[Saved data entries]
※ ※ ※

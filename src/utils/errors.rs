// Copyright (c) 2025 Kirky.X
//
// Licensed under the MIT License
// See LICENSE file in the project root for full license information.

use thiserror::Error;

/// 内容缓存错误类型
///
/// 仅包含文件系统相关的失败，直接向调用方传播
#[derive(Error, Debug)]
pub enum CacheError {
    #[error("缓存IO错误: {0}")]
    Io(#[from] std::io::Error),

    #[error("缓存索引序列化错误: {0}")]
    Serialization(#[from] serde_json::Error),
}

/// 抓取错误类型
///
/// 网络失败在抓取器内部被吸收为 `None`，只有存储失败会逃逸
#[derive(Error, Debug)]
pub enum FetchError {
    #[error("缓存错误: {0}")]
    Cache(#[from] CacheError),

    #[error("并发许可池已关闭")]
    PermitsClosed(#[from] tokio::sync::AcquireError),
}

/// 结果持久化错误类型
#[derive(Error, Debug)]
pub enum StorageError {
    #[error("存储IO错误: {0}")]
    Io(#[from] std::io::Error),

    #[error("序列化错误: {0}")]
    Serialization(#[from] serde_json::Error),
}

/// 批量爬取错误类型
#[derive(Error, Debug)]
pub enum CrawlError {
    #[error("抓取错误: {0}")]
    Fetch(#[from] FetchError),

    #[error("存储错误: {0}")]
    Storage(#[from] StorageError),

    #[error("缓存错误: {0}")]
    Cache(#[from] CacheError),

    #[error("未找到发现结果文件: {}", .0.display())]
    MissingDiscovery(std::path::PathBuf),
}

/// 主题发现错误类型
#[derive(Error, Debug)]
pub enum DiscoveryError {
    #[error("无效主题: {0}")]
    InvalidTopic(String),

    #[error("发现任务失败: {0}")]
    TaskFailed(String),

    #[error("存储错误: {0}")]
    Storage(#[from] StorageError),
}
// Copyright (c) 2025 Kirky.X
//
// Licensed under the MIT License
// See LICENSE file in the project root for full license information.

use serde::{Deserialize, Deserializer, Serialize};
use serde_json::Value;
use sha2::{Digest, Sha256};
use std::collections::BTreeMap;
use std::path::{Path, PathBuf};
use tokio::fs;
use tokio::io::AsyncWriteExt;
use tracing::debug;

use crate::domain::models::discovery::{DiscoveredUrl, DiscoveryResult, PRIORITY_DEFAULT};
use crate::domain::models::fetch_result::FetchMetadata;
use crate::domain::models::topic::Topic;
use crate::utils::errors::StorageError;

/// 增强发现结果文件名
pub const ENHANCED_DISCOVERY_FILE: &str = "discovered_urls_enhanced.json";
/// 基础发现结果文件名（回退）
pub const BASIC_DISCOVERY_FILE: &str = "discovered_urls.json";
/// 原始结果元数据目录
pub const RAW_DIR: &str = "raw";
/// 内容缓存目录
pub const CACHE_DIR: &str = "cache";

/// 元数据文件名中每段哈希的长度
const KEY_PREFIX_LEN: usize = 16;

/// 从发现文件中读取的单个主题条目
///
/// 两种文件格式都包含 `urls` 列表，其余字段忽略。列表元素既可以是
/// 完整的URL记录，也可以是纯URL字符串
#[derive(Debug, Clone, Default, Serialize, Deserialize)]
pub struct StoredTopicUrls {
    #[serde(default, deserialize_with = "deserialize_urls")]
    pub urls: Vec<DiscoveredUrl>,
}

#[derive(Deserialize)]
#[serde(untagged)]
enum StoredUrl {
    Plain(String),
    Full(DiscoveredUrl),
}

impl From<StoredUrl> for DiscoveredUrl {
    fn from(stored: StoredUrl) -> Self {
        match stored {
            StoredUrl::Full(entry) => entry,
            StoredUrl::Plain(url) => DiscoveredUrl {
                url,
                title: None,
                snippet: None,
                source_query: String::new(),
                topic_id: 0,
                priority_rank: PRIORITY_DEFAULT,
            },
        }
    }
}

fn deserialize_urls<'de, D>(deserializer: D) -> Result<Vec<DiscoveredUrl>, D::Error>
where
    D: Deserializer<'de>,
{
    let stored = Vec::<StoredUrl>::deserialize(deserializer)?;
    Ok(stored.into_iter().map(DiscoveredUrl::from).collect())
}

/// 已加载的发现文件
///
/// 主题条目保持原始JSON，逐个主题解析，单个条目损坏不影响其他主题
#[derive(Debug, Clone)]
pub struct LoadedDiscovery {
    pub path: PathBuf,
    pub topics: BTreeMap<String, Value>,
}

impl LoadedDiscovery {
    /// 解析某个主题的URL列表
    ///
    /// # 返回值
    ///
    /// * `None` - 文件中没有该主题
    /// * `Some(Err(_))` - 该主题的条目格式错误
    pub fn topic_urls(&self, topic_id: i64) -> Option<Result<Vec<DiscoveredUrl>, StorageError>> {
        self.topics.get(&topic_id.to_string()).map(|entry| {
            StoredTopicUrls::deserialize(entry)
                .map(|stored| stored.urls)
                .map_err(StorageError::from)
        })
    }
}

/// 本地文件系统上的爬取数据存储
///
/// 目录布局：
/// - `<output_dir>/discovered_urls_enhanced.json`
/// - `<output_dir>/raw/topic_<id>/<content16>_<url16>.json`
/// - `<output_dir>/cache/`
#[derive(Debug, Clone)]
pub struct CrawlStorage {
    base_path: PathBuf,
}

impl CrawlStorage {
    pub fn new(base_path: impl Into<PathBuf>) -> Self {
        Self {
            base_path: base_path.into(),
        }
    }

    pub fn base_path(&self) -> &Path {
        &self.base_path
    }

    pub fn raw_dir(&self) -> PathBuf {
        self.base_path.join(RAW_DIR)
    }

    pub fn cache_dir(&self) -> PathBuf {
        self.base_path.join(CACHE_DIR)
    }

    pub fn topic_dir(&self, topic: &Topic) -> PathBuf {
        self.raw_dir().join(topic.dir_name())
    }

    pub fn enhanced_discovery_path(&self) -> PathBuf {
        self.base_path.join(ENHANCED_DISCOVERY_FILE)
    }

    pub fn basic_discovery_path(&self) -> PathBuf {
        self.base_path.join(BASIC_DISCOVERY_FILE)
    }

    /// 元数据文件名：内容哈希前16位 + URL哈希前16位
    ///
    /// 不同URL即使内容相同也不会相互覆盖
    pub fn metadata_file_name(metadata: &FetchMetadata) -> String {
        let url_hash = hex::encode(Sha256::digest(metadata.url.as_bytes()));
        let content_prefix = metadata
            .content_hash
            .get(..KEY_PREFIX_LEN)
            .unwrap_or(&metadata.content_hash);
        format!(
            "{}_{}.json",
            content_prefix,
            &url_hash[..KEY_PREFIX_LEN]
        )
    }

    pub fn metadata_path(&self, topic: &Topic, metadata: &FetchMetadata) -> PathBuf {
        self.topic_dir(topic)
            .join(Self::metadata_file_name(metadata))
    }

    /// 写入单条原始结果元数据
    ///
    /// # 参数
    ///
    /// * `topic` - 所属主题
    /// * `metadata` - 元数据记录
    ///
    /// # 返回值
    ///
    /// 写入的文件路径
    pub async fn save_metadata(
        &self,
        topic: &Topic,
        metadata: &FetchMetadata,
    ) -> Result<PathBuf, StorageError> {
        let path = self.metadata_path(topic, metadata);
        let body = serde_json::to_vec_pretty(metadata)?;
        write_file(&path, &body).await?;
        debug!("Saved result: {}", path.display());
        Ok(path)
    }

    /// 写入增强发现结果文件
    pub async fn save_discovery(
        &self,
        results: &BTreeMap<String, DiscoveryResult>,
    ) -> Result<PathBuf, StorageError> {
        let path = self.enhanced_discovery_path();
        let body = serde_json::to_vec_pretty(results)?;
        write_file(&path, &body).await?;
        Ok(path)
    }

    /// 加载发现结果文件
    ///
    /// 优先读取增强文件，不存在时回退到基础文件；两者都不存在时返回 `None`
    pub async fn load_discovery(&self) -> Result<Option<LoadedDiscovery>, StorageError> {
        for path in [self.enhanced_discovery_path(), self.basic_discovery_path()] {
            match fs::read(&path).await {
                Ok(data) => {
                    let topics = serde_json::from_slice(&data)?;
                    return Ok(Some(LoadedDiscovery { path, topics }));
                }
                Err(e) if e.kind() == std::io::ErrorKind::NotFound => continue,
                Err(e) => return Err(StorageError::Io(e)),
            }
        }
        Ok(None)
    }
}

async fn write_file(path: &Path, data: &[u8]) -> Result<(), StorageError> {
    if let Some(parent) = path.parent() {
        fs::create_dir_all(parent).await?;
    }

    let mut file = fs::File::create(path).await?;
    file.write_all(data).await?;
    file.flush().await?;

    Ok(())
}

#[cfg(test)]
mod tests {
    use super::*;
    use chrono::Utc;
    use tempfile::TempDir;

    fn metadata(url: &str, content_hash: &str) -> FetchMetadata {
        FetchMetadata {
            url: url.to_string(),
            final_url: url.to_string(),
            content_hash: content_hash.to_string(),
            topic_name: "Heat Pumps".to_string(),
            timestamp: Utc::now(),
            content_length: 12,
            from_cache: false,
        }
    }

    #[test]
    fn test_same_content_different_urls_do_not_collide() {
        let hash = "ab".repeat(32);
        let a = CrawlStorage::metadata_file_name(&metadata("https://a.test/x", &hash));
        let b = CrawlStorage::metadata_file_name(&metadata("https://b.test/x", &hash));

        assert_ne!(a, b);
        assert!(a.starts_with(&hash[..16]));
        assert_eq!(a.len(), 16 + 1 + 16 + ".json".len());
    }

    #[tokio::test]
    async fn test_save_metadata_writes_under_topic_dir() {
        let temp = TempDir::new().unwrap();
        let storage = CrawlStorage::new(temp.path());
        let topic = Topic::new(7, "Heat Pumps");
        let record = metadata("https://a.test/x", &"cd".repeat(32));

        let path = storage.save_metadata(&topic, &record).await.unwrap();

        assert!(path.starts_with(temp.path().join("raw").join("topic_007")));
        let stored: FetchMetadata =
            serde_json::from_slice(&std::fs::read(&path).unwrap()).unwrap();
        assert_eq!(stored, record);
    }

    #[tokio::test]
    async fn test_load_discovery_prefers_enhanced_file() {
        let temp = TempDir::new().unwrap();
        let storage = CrawlStorage::new(temp.path());

        std::fs::write(
            storage.basic_discovery_path(),
            r#"{"1": {"topic_name": "Basic", "count": 1, "urls": [{"url": "https://basic.test/", "topic_id": 1, "priority": 50}]}}"#,
        )
        .unwrap();

        let loaded = storage.load_discovery().await.unwrap().unwrap();
        assert_eq!(loaded.path, storage.basic_discovery_path());
        let urls = loaded.topic_urls(1).unwrap().unwrap();
        assert_eq!(urls[0].url, "https://basic.test/");

        let mut results = BTreeMap::new();
        results.insert(
            "1".to_string(),
            DiscoveryResult::new(1, "Enhanced".into(), "hvac".into(), Vec::new()),
        );
        storage.save_discovery(&results).await.unwrap();

        let loaded = storage.load_discovery().await.unwrap().unwrap();
        assert_eq!(loaded.path, storage.enhanced_discovery_path());
        assert!(loaded.topic_urls(1).unwrap().unwrap().is_empty());
        assert!(loaded.topic_urls(2).is_none());
    }

    #[tokio::test]
    async fn test_topic_entries_parse_independently() {
        let temp = TempDir::new().unwrap();
        let storage = CrawlStorage::new(temp.path());

        std::fs::write(
            storage.enhanced_discovery_path(),
            r#"{
                "1": {"tech_name": "Plain", "urls": ["https://x.test/a", "https://x.test/b"]},
                "2": {"tech_name": "Broken", "urls": [{"url": "https://x.test/c", "query": null}]},
                "3": {"tech_name": "Full", "urls": [{"url": "https://x.test/d", "priority": 100}]}
            }"#,
        )
        .unwrap();

        let loaded = storage.load_discovery().await.unwrap().unwrap();

        let plain = loaded.topic_urls(1).unwrap().unwrap();
        assert_eq!(plain.len(), 2);
        assert_eq!(plain[1].url, "https://x.test/b");
        assert_eq!(plain[0].priority_rank, PRIORITY_DEFAULT);

        assert!(matches!(
            loaded.topic_urls(2),
            Some(Err(StorageError::Serialization(_)))
        ));

        let full = loaded.topic_urls(3).unwrap().unwrap();
        assert!(full[0].is_priority());
    }

    #[tokio::test]
    async fn test_load_discovery_missing_files() {
        let temp = TempDir::new().unwrap();
        let storage = CrawlStorage::new(temp.path().join("nothing-here"));

        assert!(storage.load_discovery().await.unwrap().is_none());
    }
}
// Copyright (c) 2025 Kirky.X
//
// Licensed under the MIT License
// See LICENSE file in the project root for full license information.

use std::path::Path;
use std::sync::Arc;
use std::time::Duration;

use topicrawl::application::use_cases::crawl_use_case::BatchCrawler;
use topicrawl::engines::fetcher::{Fetcher, FetcherConfig};
use topicrawl::engines::reqwest_engine::ReqwestEngine;
use topicrawl::infrastructure::cache::content_cache::ContentCache;
use topicrawl::infrastructure::storage::CrawlStorage;
use topicrawl::utils::retry_policy::RetryPolicy;

/// 使用真实HTTP引擎、短超时与毫秒级退避的爬取器
pub async fn create_test_crawler(output_dir: &Path) -> BatchCrawler {
    let storage = CrawlStorage::new(output_dir);
    let cache = ContentCache::open(storage.cache_dir(), true)
        .await
        .expect("cache dir");
    let engine = ReqwestEngine::new("topicrawl-test", 4).expect("http client");
    let config = FetcherConfig {
        concurrency: 8,
        per_host_connections: 4,
        rate_limit: Duration::ZERO,
        timeout: Duration::from_millis(500),
        retry: RetryPolicy::new(2, 2.0).with_backoff_unit(Duration::from_millis(10)),
    };
    let fetcher = Fetcher::new(Arc::new(engine), Arc::new(cache), config);
    BatchCrawler::new(Arc::new(fetcher), storage)
}

/// 读取目录下所有JSON文件名
pub fn json_files(dir: &Path) -> Vec<String> {
    let mut names: Vec<String> = std::fs::read_dir(dir)
        .map(|entries| {
            entries
                .filter_map(|entry| entry.ok())
                .map(|entry| entry.file_name().to_string_lossy().into_owned())
                .filter(|name| name.ends_with(".json"))
                .collect()
        })
        .unwrap_or_default();
    names.sort();
    names
}
// Copyright 2025 Kirky.X
//
// Licensed under the Apache License, Version 2.0 (the "License");
// you may not use this file except in compliance with the License.
// You may obtain a copy of the License at
//
//     http://www.apache.org/licenses/LICENSE-2.0
//
// Unless required by applicable law or agreed to in writing, software
// distributed under the License is distributed on an "AS IS" BASIS,
// WITHOUT WARRANTIES OR CONDITIONS OF ANY KIND, either express or implied.
// See the License for the specific language governing permissions and
// limitations under the License.

use crate::engines::traits::{EngineError, ScrapeRequest, ScrapeResponse, ScraperEngine};
use async_trait::async_trait;
use std::time::{Duration, Instant};

pub const DEFAULT_USER_AGENT: &str =
    "Mozilla/5.0 (Windows NT 10.0; Win64; x64) AppleWebKit/537.36";

/// 抓取引擎
///
/// 基于reqwest实现的HTTP抓取引擎，所有请求共享同一个连接池
pub struct ReqwestEngine {
    client: reqwest::Client,
}

impl ReqwestEngine {
    /// 创建新的抓取引擎
    ///
    /// # 参数
    ///
    /// * `user_agent` - 请求使用的User-Agent
    /// * `max_idle_per_host` - 每个主机保留的空闲连接数
    pub fn new(user_agent: &str, max_idle_per_host: usize) -> Result<Self, EngineError> {
        let client = reqwest::Client::builder()
            .user_agent(user_agent)
            .pool_max_idle_per_host(max_idle_per_host)
            .pool_idle_timeout(Duration::from_secs(90))
            .redirect(reqwest::redirect::Policy::limited(10))
            .build()?;
        Ok(Self { client })
    }
}

#[async_trait]
impl ScraperEngine for ReqwestEngine {
    /// 执行HTTP抓取
    ///
    /// # 参数
    ///
    /// * `request` - 抓取请求
    ///
    /// # 返回值
    ///
    /// * `Ok(ScrapeResponse)` - 任意状态码的响应
    /// * `Err(EngineError)` - 超时或传输层错误
    async fn scrape(&self, request: &ScrapeRequest) -> Result<ScrapeResponse, EngineError> {
        let start = Instant::now();
        let response = self
            .client
            .get(&request.url)
            .timeout(request.timeout)
            .send()
            .await?;

        let status_code = response.status().as_u16();
        let final_url = response.url().to_string();
        let content_type = response
            .headers()
            .get(reqwest::header::CONTENT_TYPE)
            .and_then(|v| v.to_str().ok())
            .filter(|v| !v.trim().is_empty())
            .unwrap_or("text/html")
            .to_string();

        let content = response.bytes().await?;

        Ok(ScrapeResponse {
            status_code,
            final_url,
            content,
            content_type,
            response_time_ms: start.elapsed().as_millis() as u64,
        })
    }

    fn name(&self) -> &'static str {
        "reqwest"
    }
}

#[cfg(test)]
#[path = "reqwest_engine_test.rs"]
mod tests;
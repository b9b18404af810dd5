// Copyright 2025 Kirky.X
//
// Licensed under the Apache License, Version 2.0 (the "License");
// you may not use this file except in compliance with the License.
// You may obtain a copy of the License at
//
//     http://www.apache.org/licenses/LICENSE-2.0
//
// Unless required by applicable law or agreed to in writing, software
// distributed under the License is distributed on an "AS IS" BASIS,
// WITHOUT WARRANTIES OR CONDITIONS OF ANY KIND, either express or implied.
// See the License for the specific language governing permissions and
// limitations under the License.

use bytes::Bytes;
use futures::future::join_all;
use metrics::histogram;
use std::collections::HashSet;
use std::path::PathBuf;
use std::sync::Arc;
use std::time::{Duration, Instant};
use tracing::{error, info, warn};

use crate::domain::models::discovery::DiscoveredUrl;
use crate::domain::models::fetch_result::FetchResult;
use crate::domain::models::topic::Topic;
use crate::engines::fetcher::Fetcher;
use crate::infrastructure::metrics::CRAWL_TOPIC_DURATION_SECONDS;
use crate::infrastructure::storage::CrawlStorage;
use crate::utils::content::{decode_body, extract_links, relevance_score};
use crate::utils::errors::CrawlError;

/// 一条待抓取的种子
#[derive(Debug, Clone, PartialEq, Eq)]
pub struct CrawlSeed {
    pub url: String,
    pub topic_name: String,
}

impl CrawlSeed {
    pub fn new(url: impl Into<String>, topic_name: impl Into<String>) -> Self {
        Self {
            url: url.into(),
            topic_name: topic_name.into(),
        }
    }
}

/// 单个主题的爬取统计
#[derive(Debug, Clone, PartialEq)]
pub struct TopicCrawlSummary {
    pub topic_id: i64,
    pub topic_name: String,
    pub attempted: usize,
    pub succeeded: usize,
    pub from_cache: usize,
    pub metadata_written: usize,
    pub cache_hit_rate: f64,
    pub average_relevance: f64,
    /// 本主题页面中出现的不同外链数
    pub outbound_links: usize,
    pub output_dir: PathBuf,
}

/// 整次运行的爬取统计
#[derive(Debug, Clone, Default)]
pub struct CrawlRunSummary {
    pub discovery_file: PathBuf,
    pub topics: Vec<TopicCrawlSummary>,
    pub skipped: Vec<i64>,
    pub failed: Vec<i64>,
    pub total_attempted: usize,
    pub total_succeeded: usize,
    pub elapsed: Duration,
}

/// 批量爬取器
///
/// 把一组 (URL, 主题) 并发交给抓取器，只保留成功结果，
/// 并把每条结果的元数据写入主题目录
pub struct BatchCrawler {
    fetcher: Arc<Fetcher>,
    storage: CrawlStorage,
}

impl BatchCrawler {
    pub fn new(fetcher: Arc<Fetcher>, storage: CrawlStorage) -> Self {
        Self { fetcher, storage }
    }

    pub fn fetcher(&self) -> &Arc<Fetcher> {
        &self.fetcher
    }

    pub fn storage(&self) -> &CrawlStorage {
        &self.storage
    }

    /// 并发抓取一批种子
    ///
    /// 并发度由抓取器的许可池限制，与批大小无关。失败的URL被静默丢弃，
    /// 不在批次层面重试；只有缓存IO错误会向上传播
    ///
    /// # 参数
    ///
    /// * `seeds` - 待抓取的种子列表
    ///
    /// # 返回值
    ///
    /// 成功抓取的结果（无序）
    pub async fn crawl_batch(&self, seeds: &[CrawlSeed]) -> Result<Vec<FetchResult>, CrawlError> {
        let outcomes = join_all(
            seeds
                .iter()
                .map(|seed| self.fetcher.fetch(&seed.url, &seed.topic_name)),
        )
        .await;

        let mut results = Vec::with_capacity(outcomes.len());
        for outcome in outcomes {
            if let Some(result) = outcome? {
                results.push(result);
            }
        }
        Ok(results)
    }

    /// 持久化一批结果的元数据
    ///
    /// 同一批中重复的文件键只保留第一条记录
    pub async fn persist_results(
        &self,
        topic: &Topic,
        results: &[FetchResult],
    ) -> Result<usize, CrawlError> {
        let mut seen = HashSet::with_capacity(results.len());
        let mut written = 0;

        for result in results {
            let metadata = result.metadata();
            let key = CrawlStorage::metadata_file_name(&metadata);
            if !seen.insert(key.clone()) {
                warn!(
                    "[Topic {:03}] Metadata key collision for {}: {}",
                    topic.id, result.url, key
                );
                continue;
            }
            self.storage.save_metadata(topic, &metadata).await?;
            written += 1;
        }

        Ok(written)
    }

    /// 爬取单个主题的已发现URL
    ///
    /// # 参数
    ///
    /// * `topic` - 主题
    /// * `discovered` - 该主题已发现的URL（按优先级排序）
    /// * `max_urls` - 最多爬取的URL数量
    pub async fn crawl_topic(
        &self,
        topic: &Topic,
        discovered: &[DiscoveredUrl],
        max_urls: usize,
    ) -> Result<TopicCrawlSummary, CrawlError> {
        info!("Starting crawl for: {} (ID: {})", topic.name, topic.id);

        let seeds: Vec<CrawlSeed> = discovered
            .iter()
            .take(max_urls)
            .map(|entry| CrawlSeed::new(entry.url.clone(), topic.name.clone()))
            .collect();

        let output_dir = self.storage.topic_dir(topic);
        if seeds.is_empty() {
            warn!("No URLs found for {}, skipping", topic.name);
            return Ok(TopicCrawlSummary {
                topic_id: topic.id,
                topic_name: topic.name.clone(),
                attempted: 0,
                succeeded: 0,
                from_cache: 0,
                metadata_written: 0,
                cache_hit_rate: self.fetcher.cache().stats().hit_rate,
                average_relevance: 0.0,
                outbound_links: 0,
                output_dir,
            });
        }

        info!("Crawling {} discovered URLs", seeds.len());

        let started = Instant::now();
        let results = self.crawl_batch(&seeds).await?;
        let metadata_written = self.persist_results(topic, &results).await?;

        histogram!(CRAWL_TOPIC_DURATION_SECONDS).record(started.elapsed().as_secs_f64());

        let analysis = analyze_pages(&results, &topic.keywords).await;
        let stats = self.fetcher.cache().stats();
        let summary = TopicCrawlSummary {
            topic_id: topic.id,
            topic_name: topic.name.clone(),
            attempted: seeds.len(),
            succeeded: results.len(),
            from_cache: results.iter().filter(|r| r.from_cache).count(),
            metadata_written,
            cache_hit_rate: stats.hit_rate,
            average_relevance: analysis.average_relevance,
            outbound_links: analysis.outbound_links,
            output_dir,
        };

        info!(
            topic = %summary.topic_name,
            crawled = summary.succeeded,
            attempted = summary.attempted,
            cache_hits = stats.hits,
            cache_misses = stats.misses,
            outbound_links = summary.outbound_links,
            "Topic crawl finished: {}/{} URLs, cache hit rate {:.1}%, avg relevance {:.2}, data saved to {}",
            summary.succeeded,
            summary.attempted,
            summary.cache_hit_rate * 100.0,
            summary.average_relevance,
            summary.output_dir.display()
        );

        Ok(summary)
    }

    /// 爬取所有主题
    ///
    /// 优先读取增强发现文件，回退到基础文件。单个主题的失败只记录日志，
    /// 不影响其余主题；运行结束后刷新缓存索引
    pub async fn crawl_all_topics(
        &self,
        topics: &[Topic],
        max_urls_per_topic: usize,
    ) -> Result<CrawlRunSummary, CrawlError> {
        info!(
            "Starting crawl for {} topics (max {} URLs per topic, storage: {})",
            topics.len(),
            max_urls_per_topic,
            self.storage.base_path().display()
        );

        let loaded = self
            .storage
            .load_discovery()
            .await?
            .ok_or_else(|| CrawlError::MissingDiscovery(self.storage.enhanced_discovery_path()))?;
        info!("Loading discovered URLs from {}", loaded.path.display());

        let started = Instant::now();
        let mut summary = CrawlRunSummary {
            discovery_file: loaded.path.clone(),
            ..Default::default()
        };

        for topic in topics {
            let urls = match loaded.topic_urls(topic.id) {
                Some(Ok(urls)) => urls,
                Some(Err(e)) => {
                    error!("Invalid discovery entry for {}: {}", topic.name, e);
                    summary.failed.push(topic.id);
                    continue;
                }
                None => {
                    warn!("No discovered URLs for {}", topic.name);
                    summary.skipped.push(topic.id);
                    continue;
                }
            };

            info!("Found {} URLs for {}", urls.len(), topic.name);
            match self
                .crawl_topic(topic, &urls, max_urls_per_topic)
                .await
            {
                Ok(topic_summary) => {
                    summary.total_attempted += topic_summary.attempted;
                    summary.total_succeeded += topic_summary.succeeded;
                    summary.topics.push(topic_summary);
                }
                Err(e) => {
                    error!("Failed to crawl {}: {}", topic.name, e);
                    summary.failed.push(topic.id);
                }
            }
        }

        self.fetcher.cache().flush_index().await?;
        summary.elapsed = started.elapsed();

        info!(
            "Crawl complete: {} URLs crawled of {} attempted in {:.1} minutes, results saved to {}",
            summary.total_succeeded,
            summary.total_attempted,
            summary.elapsed.as_secs_f64() / 60.0,
            self.storage.raw_dir().display()
        );

        Ok(summary)
    }
}

/// PDF文件头，这类内容不做HTML解析
const PDF_MAGIC: &[u8] = b"%PDF-";

#[derive(Debug, Default, Clone, Copy, PartialEq)]
struct PageAnalysis {
    average_relevance: f64,
    outbound_links: usize,
}

/// 在阻塞线程池中解析页面，计算平均相关性与外链数
async fn analyze_pages(results: &[FetchResult], keywords: &[String]) -> PageAnalysis {
    if results.is_empty() {
        return PageAnalysis::default();
    }
    let pages: Vec<(String, Bytes)> = results
        .iter()
        .map(|result| (result.final_url.clone(), result.content.clone()))
        .collect();
    let keywords = keywords.to_vec();

    match tokio::task::spawn_blocking(move || analyze_blocking(&pages, &keywords)).await {
        Ok(analysis) => analysis,
        Err(e) => {
            warn!("Page analysis failed: {}", e);
            PageAnalysis::default()
        }
    }
}

fn analyze_blocking(pages: &[(String, Bytes)], keywords: &[String]) -> PageAnalysis {
    let mut total = 0.0;
    let mut links = HashSet::new();

    for (url, content) in pages {
        if content.starts_with(PDF_MAGIC) {
            continue;
        }
        let html = decode_body(content);
        total += relevance_score(&html, keywords);
        links.extend(extract_links(&html, url));
    }

    PageAnalysis {
        average_relevance: total / pages.len() as f64,
        outbound_links: links.len(),
    }
}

※ ※ ※

YOUR ASSIGNMENT
One figure is all that is needed: the number of lines above in which the word "errors" appears.

ANSWER
3